[ENTRIES SHOWN Boundary: Start]
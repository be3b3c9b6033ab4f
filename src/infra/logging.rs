//! File logging and the panic hook. The popup owns the terminal, so nothing
//! is ever logged to stdout or stderr while it runs.
use std::fs::{File, OpenOptions};
use std::io::{self, Write};
use std::path::{Path, PathBuf};
use std::sync::Mutex;

use crossterm::{
    ExecutableCommand,
    event::DisableBracketedPaste,
    terminal::{LeaveAlternateScreen, disable_raw_mode},
};
use tracing_subscriber::EnvFilter;

use dm_base::constants::{LOG_ENV, LOG_FILE};
use dm_base::shared::{ensure_dir, errors_dir};

const DEFAULT_FILTER: &str = "warn";

fn open_append(path: &Path) -> io::Result<File> {
    OpenOptions::new().create(true).append(true).open(path)
}

/// Filter from `DEMYSTIFY_LOG`, defaulting to warnings only
fn env_filter() -> EnvFilter {
    EnvFilter::try_from_env(LOG_ENV).unwrap_or_else(|_| EnvFilter::new(DEFAULT_FILTER))
}

/// Route `tracing` output to `<store>/demystify.log`.
pub fn init(store: &Path) -> io::Result<()> {
    ensure_dir(store)?;
    let file = open_append(&store.join(LOG_FILE))?;

    tracing_subscriber::fmt()
        .with_env_filter(env_filter())
        .with_writer(Mutex::new(file))
        .with_ansi(false)
        .with_target(true)
        .try_init()
        .map_err(|e| io::Error::other(e.to_string()))
}

/// Append one panic record to `<store>/errors/panic.log`, returning its path.
pub fn write_panic_record(store: &Path, message: &str) -> io::Result<PathBuf> {
    let dir = errors_dir(store);
    ensure_dir(&dir)?;
    let path = dir.join("panic.log");
    let ts = std::time::SystemTime::now().duration_since(std::time::UNIX_EPOCH).map(|d| d.as_secs()).unwrap_or(0);
    open_append(&path)?.write_all(format!("[{}] {}\n\n---\n", ts, message).as_bytes())?;
    Ok(path)
}

/// Restore the terminal and record the panic before the default hook runs.
/// Without this a panic leaves the pane in raw mode on the alternate screen.
pub fn install_panic_hook(store: PathBuf) {
    let default_hook = std::panic::take_hook();
    std::panic::set_hook(Box::new(move |info| {
        let _ = disable_raw_mode();
        let _ = io::stdout().execute(DisableBracketedPaste);
        let _ = io::stdout().execute(LeaveAlternateScreen);

        let backtrace = std::backtrace::Backtrace::force_capture();
        let _ = write_panic_record(&store, &format!("{}\n\n{}", info, backtrace));

        default_hook(info);
    }));
}
use ratatui::{
    prelude::*,
    widgets::{Block, BorderType, Borders, Padding, Paragraph, Wrap},
};

use dm_base::config::{THEME, UI};
use dm_base::state::FlowState;

use super::helpers::wrap_text;
use super::markdown::render_markdown;
use super::theme;
use crate::state::State;

/// Content pane: one rendering per flow state
pub fn render_content(frame: &mut Frame, state: &mut State, flow_state: &FlowState, area: Rect) {
    let block = Block::default()
        .borders(Borders::ALL)
        .border_type(BorderType::Rounded)
        .border_style(Style::default().fg(theme::border()))
        .style(Style::default().bg(theme::bg_surface()))
        .padding(Padding::horizontal(1));
    let inner = block.inner(area);
    let width = inner.width as usize;

    let lines: Vec<Line<'static>> = match flow_state {
        FlowState::Loading => {
            let frames = &UI.spinner;
            let glyph = frames.get(state.spinner_frame % frames.len().max(1)).cloned().unwrap_or_default();
            vec![Line::from(vec![
                Span::styled(format!("{glyph} "), Style::default().fg(theme::accent())),
                Span::styled(UI.loading.clone(), Style::default().fg(theme::text_secondary())),
            ])]
        }
        FlowState::Failed { message } => wrap_text(message, width.saturating_sub(2))
            .into_iter()
            .enumerate()
            .map(|(i, text)| {
                let icon = if i == 0 { format!("{} ", THEME.icons.error) } else { "  ".to_string() };
                Line::from(vec![
                    Span::styled(icon, Style::default().fg(theme::error())),
                    Span::styled(text, Style::default().fg(theme::error())),
                ])
            })
            .collect(),
        FlowState::Succeeded { explanation } => render_markdown(explanation),
        FlowState::Idle => wrap_text(&UI.placeholder, width)
            .into_iter()
            .map(|text| Line::from(Span::styled(text, Style::default().fg(theme::text_muted()).italic())))
            .collect(),
    };

    // Row count comes from the same word wrapper that renders the pane
    let paragraph = Paragraph::new(lines).wrap(Wrap { trim: false });
    let total = paragraph.line_count(inner.width);
    state.max_scroll = total.saturating_sub(inner.height as usize).min(u16::MAX as usize) as u16;
    state.scroll = state.scroll.min(state.max_scroll);

    frame.render_widget(block, area);
    frame.render_widget(paragraph.scroll((state.scroll, 0)), inner);
}
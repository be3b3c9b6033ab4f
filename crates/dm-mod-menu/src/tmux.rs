use std::process::Command;

use crate::item::{MenuContext, MenuItem};
use crate::{MenuError, MenuRegistry};

/// Default copy-mode key for the entry
pub const DEFAULT_KEY: &str = "D";

/// Copy-mode key tables: a key bound there is only reachable while selecting
const COPY_MODE_TABLES: &[&str] = &["copy-mode-vi", "copy-mode"];

/// Registers menu items as tmux copy-mode bindings that copy the selection
/// and open the popup in a `display-popup`.
pub struct TmuxRegistry {
    key: String,
    /// Program invoked inside the popup (normally the current executable)
    program: String,
    /// Collect commands instead of running them
    dry_run: bool,
    issued: Vec<Vec<String>>,
}

impl TmuxRegistry {
    pub fn new(key: impl Into<String>, program: impl Into<String>) -> Self {
        Self { key: key.into(), program: program.into(), dry_run: false, issued: Vec::new() }
    }

    pub fn dry_run(mut self) -> Self {
        self.dry_run = true;
        self
    }

    /// Commands issued (or collected, in dry-run mode) so far
    pub fn issued(&self) -> &[Vec<String>] {
        &self.issued
    }

    /// Render issued commands as `tmux.conf` lines
    pub fn to_conf(&self) -> String {
        self.issued.iter().map(|args| conf_line(args)).collect::<Vec<_>>().join("\n")
    }

    /// `tmux` argument lists binding `item` in every table matching its contexts
    pub fn commands_for(&self, item: &MenuItem) -> Vec<Vec<String>> {
        let popup_cmd = format!("{} menu-click {}", shell_quote(&self.program), item.id);
        let tables = item.contexts.iter().flat_map(|ctx| match ctx {
            MenuContext::Selection => COPY_MODE_TABLES.iter().copied(),
        });

        tables
            .map(|table| {
                [
                    "bind-key",
                    "-N",
                    item.title,
                    "-T",
                    table,
                    self.key.as_str(),
                    "send-keys",
                    "-X",
                    "copy-selection-and-cancel",
                    ";",
                    "display-popup",
                    "-E",
                    "-w",
                    "80%",
                    "-h",
                    "80%",
                    popup_cmd.as_str(),
                ]
                .iter()
                .map(|s| s.to_string())
                .collect()
            })
            .collect()
    }
}

impl MenuRegistry for TmuxRegistry {
    fn create(&mut self, item: &MenuItem) -> Result<(), MenuError> {
        for args in self.commands_for(item) {
            if !self.dry_run {
                let output = Command::new("tmux").args(&args).output()?;
                if !output.status.success() {
                    return Err(MenuError::Rejected {
                        command: conf_line(&args),
                        stderr: String::from_utf8_lossy(&output.stderr).trim().to_string(),
                    });
                }
            }
            self.issued.push(args);
        }
        Ok(())
    }
}

fn conf_line(args: &[String]) -> String {
    args.iter()
        .map(|a| if a == ";" { "\\;".to_string() } else { shell_quote(a) })
        .collect::<Vec<_>>()
        .join(" ")
}

/// Quote for tmux/sh when the word contains anything but safe characters.
fn shell_quote(word: &str) -> String {
    let safe = !word.is_empty()
        && word.chars().all(|c| c.is_ascii_alphanumeric() || matches!(c, '-' | '_' | '.' | '/' | '%' | ':' | '='));
    if safe { word.to_string() } else { format!("'{}'", word.replace('\'', r"'\''")) }
}

#[cfg(test)]
mod tests {
    use super::*;
    use crate::MenuRegistrar;

    #[test]
    fn binds_in_both_copy_mode_tables() {
        let mut registry = TmuxRegistry::new("D", "/usr/bin/demystify").dry_run();
        MenuRegistrar::new().register(&mut registry).unwrap();

        let issued = registry.issued();
        assert_eq!(issued.len(), 2);
        assert_eq!(issued[0][4], "copy-mode-vi");
        assert_eq!(issued[1][4], "copy-mode");
        assert_eq!(issued[0][5], "D");
        assert_eq!(issued[0].last().unwrap(), "/usr/bin/demystify menu-click demystify-code");
    }

    #[test]
    fn conf_output_escapes_separator_and_quotes() {
        let mut registry = TmuxRegistry::new("D", "/opt/my tools/demystify").dry_run();
        MenuRegistrar::new().register(&mut registry).unwrap();

        let conf = registry.to_conf();
        let first = conf.lines().next().unwrap();
        assert!(first.starts_with("bind-key -N 'Demystify code' -T copy-mode-vi D"));
        assert!(first.contains(" \\; display-popup -E"));
        assert!(first.contains("''\\''"), "nested quote of the program path: {}", first);
    }

    #[test]
    fn shell_quote_cases() {
        assert_eq!(shell_quote("copy-mode-vi"), "copy-mode-vi");
        assert_eq!(shell_quote("80%"), "80%");
        assert_eq!(shell_quote("a b"), "'a b'");
        assert_eq!(shell_quote("it's"), r"'it'\''s'");
        assert_eq!(shell_quote(""), "''");
    }
}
[ENTRIES SHOWN Boundary: End]
EXERCISE OBJECTIVE =
Give back the lines of the data exactly as they are written, from the first line through the line containing "let _ = io::stdout().execute(LeaveAlternateScreen);".

ANSWER FOR THE TASK =
repository be3b3c9b6033ab4f
filename src/infra/logging.rs
//! File logging and the panic hook. The popup owns the terminal, so nothing
//! is ever logged to stdout or stderr while it runs.
use std::fs::{File, OpenOptions};
use std::io::{self, Write};
use std::path::{Path, PathBuf};
use std::sync::Mutex;

use crossterm::{
    ExecutableCommand,
    event::DisableBracketedPaste,
    terminal::{LeaveAlternateScreen, disable_raw_mode},
};
use tracing_subscriber::EnvFilter;

use dm_base::constants::{LOG_ENV, LOG_FILE};
use dm_base::shared::{ensure_dir, errors_dir};

const DEFAULT_FILTER: &str = "warn";

fn open_append(path: &Path) -> io::Result<File> {
    OpenOptions::new().create(true).append(true).open(path)
}

/// Filter from `DEMYSTIFY_LOG`, defaulting to warnings only
fn env_filter() -> EnvFilter {
    EnvFilter::try_from_env(LOG_ENV).unwrap_or_else(|_| EnvFilter::new(DEFAULT_FILTER))
}

/// Route `tracing` output to `<store>/demystify.log`.
pub fn init(store: &Path) -> io::Result<()> {
    ensure_dir(store)?;
    let file = open_append(&store.join(LOG_FILE))?;

    tracing_subscriber::fmt()
        .with_env_filter(env_filter())
        .with_writer(Mutex::new(file))
        .with_ansi(false)
        .with_target(true)
        .try_init()
        .map_err(|e| io::Error::other(e.to_string()))
}

/// Append one panic record to `<store>/errors/panic.log`, returning its path.
pub fn write_panic_record(store: &Path, message: &str) -> io::Result<PathBuf> {
    let dir = errors_dir(store);
    ensure_dir(&dir)?;
    let path = dir.join("panic.log");
    let ts = std::time::SystemTime::now().duration_since(std::time::UNIX_EPOCH).map(|d| d.as_secs()).unwrap_or(0);
    open_append(&path)?.write_all(format!("[{}] {}\n\n---\n", ts, message).as_bytes())?;
    Ok(path)
}

/// Restore the terminal and record the panic before the default hook runs.
/// Without this a panic leaves the pane in raw mode on the alternate screen.
pub fn install_panic_hook(store: PathBuf) {
    let default_hook = std::panic::take_hook();
    std::panic::set_hook(Box::new(move |info| {
        let _ = disable_raw_mode();
        let _ = io::stdout().execute(DisableBracketedPaste);
        let _ = io::stdout().execute(LeaveAlternateScreen);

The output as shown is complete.